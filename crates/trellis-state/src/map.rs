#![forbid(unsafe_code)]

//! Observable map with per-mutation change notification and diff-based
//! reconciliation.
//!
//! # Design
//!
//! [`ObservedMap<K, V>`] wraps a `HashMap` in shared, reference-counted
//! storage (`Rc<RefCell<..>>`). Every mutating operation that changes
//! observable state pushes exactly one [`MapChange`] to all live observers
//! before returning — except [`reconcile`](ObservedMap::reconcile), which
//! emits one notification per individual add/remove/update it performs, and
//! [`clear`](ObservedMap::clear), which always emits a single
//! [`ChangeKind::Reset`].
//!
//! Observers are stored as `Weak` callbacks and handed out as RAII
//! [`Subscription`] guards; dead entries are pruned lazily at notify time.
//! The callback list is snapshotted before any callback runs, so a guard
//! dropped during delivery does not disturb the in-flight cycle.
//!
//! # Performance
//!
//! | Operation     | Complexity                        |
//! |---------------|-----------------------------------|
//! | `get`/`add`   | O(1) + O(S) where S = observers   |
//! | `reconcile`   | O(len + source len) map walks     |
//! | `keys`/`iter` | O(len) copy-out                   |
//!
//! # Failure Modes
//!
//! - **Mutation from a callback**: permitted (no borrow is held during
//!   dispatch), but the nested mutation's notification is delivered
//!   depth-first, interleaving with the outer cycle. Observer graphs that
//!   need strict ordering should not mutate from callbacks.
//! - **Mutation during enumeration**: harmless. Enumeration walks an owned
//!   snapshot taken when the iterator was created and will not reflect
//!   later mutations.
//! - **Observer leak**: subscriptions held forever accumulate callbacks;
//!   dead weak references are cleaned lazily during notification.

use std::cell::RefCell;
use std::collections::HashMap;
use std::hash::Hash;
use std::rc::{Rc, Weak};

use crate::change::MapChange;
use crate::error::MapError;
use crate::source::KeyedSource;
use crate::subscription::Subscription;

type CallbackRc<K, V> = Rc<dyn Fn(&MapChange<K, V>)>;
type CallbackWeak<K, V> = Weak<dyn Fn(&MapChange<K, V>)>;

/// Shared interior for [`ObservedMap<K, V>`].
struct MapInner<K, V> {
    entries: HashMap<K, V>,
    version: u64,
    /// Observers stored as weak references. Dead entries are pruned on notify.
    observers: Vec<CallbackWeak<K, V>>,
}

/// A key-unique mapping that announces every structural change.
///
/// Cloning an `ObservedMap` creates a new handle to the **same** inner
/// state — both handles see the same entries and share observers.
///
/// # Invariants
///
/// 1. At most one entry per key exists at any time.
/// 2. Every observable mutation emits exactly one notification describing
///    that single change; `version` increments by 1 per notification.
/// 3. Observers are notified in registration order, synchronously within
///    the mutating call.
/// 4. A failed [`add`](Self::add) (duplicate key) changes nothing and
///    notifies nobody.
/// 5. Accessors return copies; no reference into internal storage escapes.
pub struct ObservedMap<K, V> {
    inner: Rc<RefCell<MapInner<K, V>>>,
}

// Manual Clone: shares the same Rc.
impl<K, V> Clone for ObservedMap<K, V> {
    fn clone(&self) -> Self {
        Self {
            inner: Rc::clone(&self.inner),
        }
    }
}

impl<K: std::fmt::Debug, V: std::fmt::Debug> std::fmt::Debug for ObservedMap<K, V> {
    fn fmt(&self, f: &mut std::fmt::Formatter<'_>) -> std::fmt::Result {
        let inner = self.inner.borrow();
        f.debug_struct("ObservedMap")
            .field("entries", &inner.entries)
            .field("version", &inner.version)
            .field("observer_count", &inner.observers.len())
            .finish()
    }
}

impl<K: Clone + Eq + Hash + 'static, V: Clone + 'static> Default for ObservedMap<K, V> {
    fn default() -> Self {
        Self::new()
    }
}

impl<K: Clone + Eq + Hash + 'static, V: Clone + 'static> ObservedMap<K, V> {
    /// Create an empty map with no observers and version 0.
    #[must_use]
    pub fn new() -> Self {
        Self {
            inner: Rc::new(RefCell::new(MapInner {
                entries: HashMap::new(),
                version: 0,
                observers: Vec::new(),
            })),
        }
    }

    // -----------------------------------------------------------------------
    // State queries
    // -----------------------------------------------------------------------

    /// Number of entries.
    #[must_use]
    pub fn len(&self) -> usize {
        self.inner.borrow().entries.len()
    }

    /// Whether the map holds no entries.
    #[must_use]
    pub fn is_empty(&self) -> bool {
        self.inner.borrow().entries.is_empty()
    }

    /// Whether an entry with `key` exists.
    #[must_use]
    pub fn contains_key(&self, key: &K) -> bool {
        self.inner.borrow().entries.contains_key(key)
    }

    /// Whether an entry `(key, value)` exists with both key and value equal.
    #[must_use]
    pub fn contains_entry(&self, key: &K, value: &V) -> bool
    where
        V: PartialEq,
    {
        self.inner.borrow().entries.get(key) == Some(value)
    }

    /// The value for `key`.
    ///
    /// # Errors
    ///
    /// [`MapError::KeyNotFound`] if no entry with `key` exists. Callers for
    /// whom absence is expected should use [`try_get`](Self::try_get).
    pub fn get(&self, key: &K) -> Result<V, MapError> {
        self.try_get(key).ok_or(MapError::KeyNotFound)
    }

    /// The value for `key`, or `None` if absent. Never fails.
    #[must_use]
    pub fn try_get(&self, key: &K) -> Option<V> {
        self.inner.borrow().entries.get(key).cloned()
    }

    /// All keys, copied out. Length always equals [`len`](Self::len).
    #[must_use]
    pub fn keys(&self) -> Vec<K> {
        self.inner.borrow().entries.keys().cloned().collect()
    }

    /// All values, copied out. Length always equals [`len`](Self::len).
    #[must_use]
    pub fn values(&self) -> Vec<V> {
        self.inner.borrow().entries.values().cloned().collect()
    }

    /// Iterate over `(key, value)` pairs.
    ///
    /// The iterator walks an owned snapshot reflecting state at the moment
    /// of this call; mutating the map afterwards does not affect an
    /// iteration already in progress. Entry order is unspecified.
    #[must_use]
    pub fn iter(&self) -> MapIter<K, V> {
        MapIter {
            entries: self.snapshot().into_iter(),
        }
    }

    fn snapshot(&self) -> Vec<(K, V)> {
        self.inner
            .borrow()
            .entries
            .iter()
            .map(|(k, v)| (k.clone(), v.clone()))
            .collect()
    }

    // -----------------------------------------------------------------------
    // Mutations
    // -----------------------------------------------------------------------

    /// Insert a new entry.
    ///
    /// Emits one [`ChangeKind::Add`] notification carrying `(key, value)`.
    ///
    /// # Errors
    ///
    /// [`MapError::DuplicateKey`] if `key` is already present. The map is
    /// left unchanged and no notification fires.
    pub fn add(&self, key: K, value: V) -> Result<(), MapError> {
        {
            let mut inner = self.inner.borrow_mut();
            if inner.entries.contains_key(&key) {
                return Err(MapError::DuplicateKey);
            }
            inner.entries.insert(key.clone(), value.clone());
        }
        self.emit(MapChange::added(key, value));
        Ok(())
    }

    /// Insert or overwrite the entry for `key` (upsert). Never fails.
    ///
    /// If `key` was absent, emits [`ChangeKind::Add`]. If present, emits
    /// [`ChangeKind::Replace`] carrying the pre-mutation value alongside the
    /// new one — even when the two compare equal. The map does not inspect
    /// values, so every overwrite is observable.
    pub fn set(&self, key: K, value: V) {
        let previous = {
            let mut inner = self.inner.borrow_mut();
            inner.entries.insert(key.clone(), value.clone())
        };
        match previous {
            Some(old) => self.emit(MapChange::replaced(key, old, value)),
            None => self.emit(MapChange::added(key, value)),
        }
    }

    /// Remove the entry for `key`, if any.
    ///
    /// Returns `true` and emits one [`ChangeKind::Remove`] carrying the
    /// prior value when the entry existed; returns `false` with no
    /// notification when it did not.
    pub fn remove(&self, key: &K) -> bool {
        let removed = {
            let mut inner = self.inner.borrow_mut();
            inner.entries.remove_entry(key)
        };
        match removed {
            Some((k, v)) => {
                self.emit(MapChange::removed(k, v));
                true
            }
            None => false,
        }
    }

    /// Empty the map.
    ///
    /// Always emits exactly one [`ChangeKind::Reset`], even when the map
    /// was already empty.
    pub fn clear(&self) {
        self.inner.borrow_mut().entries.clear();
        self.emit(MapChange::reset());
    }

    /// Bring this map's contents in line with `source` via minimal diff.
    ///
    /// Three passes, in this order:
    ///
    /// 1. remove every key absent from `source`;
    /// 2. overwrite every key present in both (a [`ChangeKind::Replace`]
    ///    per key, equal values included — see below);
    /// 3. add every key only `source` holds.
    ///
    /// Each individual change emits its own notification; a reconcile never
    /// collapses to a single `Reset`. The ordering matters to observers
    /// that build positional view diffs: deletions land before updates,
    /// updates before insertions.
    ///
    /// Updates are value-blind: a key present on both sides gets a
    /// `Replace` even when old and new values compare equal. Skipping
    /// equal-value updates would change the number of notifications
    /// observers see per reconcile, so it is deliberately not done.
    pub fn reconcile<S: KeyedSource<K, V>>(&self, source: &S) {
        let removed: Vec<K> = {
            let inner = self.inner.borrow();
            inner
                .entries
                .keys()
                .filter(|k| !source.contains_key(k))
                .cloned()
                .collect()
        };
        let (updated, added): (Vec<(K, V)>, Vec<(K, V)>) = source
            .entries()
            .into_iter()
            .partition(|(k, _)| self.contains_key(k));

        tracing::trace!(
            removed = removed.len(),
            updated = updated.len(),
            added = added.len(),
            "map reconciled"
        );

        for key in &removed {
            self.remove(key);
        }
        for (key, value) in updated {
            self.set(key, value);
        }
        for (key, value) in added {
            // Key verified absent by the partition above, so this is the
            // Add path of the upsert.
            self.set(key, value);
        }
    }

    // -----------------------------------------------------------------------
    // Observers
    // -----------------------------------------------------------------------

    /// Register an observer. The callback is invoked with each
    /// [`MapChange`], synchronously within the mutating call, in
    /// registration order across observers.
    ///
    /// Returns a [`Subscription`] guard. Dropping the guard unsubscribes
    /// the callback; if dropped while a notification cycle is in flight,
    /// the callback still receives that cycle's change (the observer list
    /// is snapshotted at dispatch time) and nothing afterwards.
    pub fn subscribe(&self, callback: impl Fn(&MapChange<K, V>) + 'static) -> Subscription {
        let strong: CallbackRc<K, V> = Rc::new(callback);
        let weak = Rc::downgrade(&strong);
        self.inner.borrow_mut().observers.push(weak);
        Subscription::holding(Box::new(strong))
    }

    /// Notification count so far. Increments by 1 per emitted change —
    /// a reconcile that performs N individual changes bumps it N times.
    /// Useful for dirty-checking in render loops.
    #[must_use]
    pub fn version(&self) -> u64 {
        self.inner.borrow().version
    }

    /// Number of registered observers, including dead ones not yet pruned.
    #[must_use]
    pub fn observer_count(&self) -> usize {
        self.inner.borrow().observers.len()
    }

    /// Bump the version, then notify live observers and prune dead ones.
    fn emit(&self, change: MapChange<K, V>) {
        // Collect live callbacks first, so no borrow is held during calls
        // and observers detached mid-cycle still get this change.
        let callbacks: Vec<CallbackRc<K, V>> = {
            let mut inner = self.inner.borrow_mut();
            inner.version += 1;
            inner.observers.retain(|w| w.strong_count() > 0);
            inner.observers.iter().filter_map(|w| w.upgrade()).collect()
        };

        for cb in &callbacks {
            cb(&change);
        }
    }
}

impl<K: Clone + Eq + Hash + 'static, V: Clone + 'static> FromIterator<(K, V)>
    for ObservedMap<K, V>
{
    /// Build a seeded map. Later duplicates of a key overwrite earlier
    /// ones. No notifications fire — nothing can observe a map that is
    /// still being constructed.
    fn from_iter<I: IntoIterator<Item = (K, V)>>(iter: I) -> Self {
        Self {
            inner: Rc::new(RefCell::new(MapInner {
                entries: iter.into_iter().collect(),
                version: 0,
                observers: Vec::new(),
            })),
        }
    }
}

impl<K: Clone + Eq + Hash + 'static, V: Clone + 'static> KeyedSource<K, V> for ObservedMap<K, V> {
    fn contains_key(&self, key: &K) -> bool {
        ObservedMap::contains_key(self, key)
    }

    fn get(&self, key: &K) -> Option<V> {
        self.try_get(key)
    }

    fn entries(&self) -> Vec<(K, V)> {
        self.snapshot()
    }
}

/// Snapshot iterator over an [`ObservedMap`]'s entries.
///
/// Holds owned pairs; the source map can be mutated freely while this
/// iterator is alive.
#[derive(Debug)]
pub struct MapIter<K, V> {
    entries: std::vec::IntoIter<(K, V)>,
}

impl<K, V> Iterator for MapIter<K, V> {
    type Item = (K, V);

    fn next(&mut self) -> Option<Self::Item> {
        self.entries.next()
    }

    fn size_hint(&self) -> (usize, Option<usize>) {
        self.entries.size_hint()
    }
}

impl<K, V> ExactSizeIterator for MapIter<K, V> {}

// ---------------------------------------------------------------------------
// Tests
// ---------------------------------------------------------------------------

****************************************

### WHAT YOU ARE ASKED TO DO
Using the material, show each line where the string "MapError" can be found.

### SOLUTION BELOW
use crate::error::MapError;
    /// [`MapError::KeyNotFound`] if no entry with `key` exists. Callers for
    pub fn get(&self, key: &K) -> Result<V, MapError> {
        self.try_get(key).ok_or(MapError::KeyNotFound)
    /// [`MapError::DuplicateKey`] if `key` is already present. The map is
    pub fn add(&self, key: K, value: V) -> Result<(), MapError> {
                return Err(MapError::DuplicateKey);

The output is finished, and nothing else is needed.